From: Alastair Malcolm <amalcolm.domain.name.hidden>
Date: Sat, 3 Jul 1999 11:23:46 +0100

I have been looking through the archives on this list and cannot find any clear arguments against the following challenge to Tegmark's hypothesis ( 'Is the theory of everything merely the ultimate ensemble theory?'):

If our world can be equated to a mathematical structure which is related by the physical laws that are apparent to us, then it can also be a far more complex mathematical structure which explicitly specifies the universe as it has evolved during our lifetimes (for example a phase space specification of all the particle positions/momenta for a universe coming into existence say in 1850, and happening to obey classical/quantum-mechanical laws as required to convince us that the universe does follow simple laws).

Now there would seem to be far more different mathematical structures where this type of scenario occurs (but with sufficient deviation from 'normality' such that we would notice - the odd white rabbit scuttling across a ceiling, for instance, to reuse an earlier example), than there is of the relatively simple mathematical structure(s) that science implies underlies our phenomenal world. So statistically we should be in one of these 'contrived' universes. (This also happens to be the essence of what I take to be John Leslie's position against Tegmark's - and David Lewis's - hypotheses, though he has expressed it differently.)

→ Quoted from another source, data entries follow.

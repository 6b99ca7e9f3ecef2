/// Variable-width integer helpers shared by the integer payload variants.
pub mod primitives;
/// Zero-copy MSB-first bit reader.
pub mod reader;
/// Bit writer into a caller-owned buffer.
pub mod writer;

Perhaps I could play the role of devil's advocate for the moment, and say that if no counter-argument can be found to this challenge, then Tegmark's scheme must be rejected out of hand, because we see no levitating rabbits. (I would also just like to say that I am specifically addressing Tegmark's scheme described in the paper mentioned above, and not any TOE entirely confined to a MWI of QM (which, as a 1b category hypothesis would be vulnerable to the criticism mentioned in his paper), nor Shmidhuber's 'Great Programmer' hypothesis (which would seem to need to address a 'turtles all the way down' accusation).)

Does anyone happen to have an idea about how to respond to this challenge to Tegmark's hypothesis?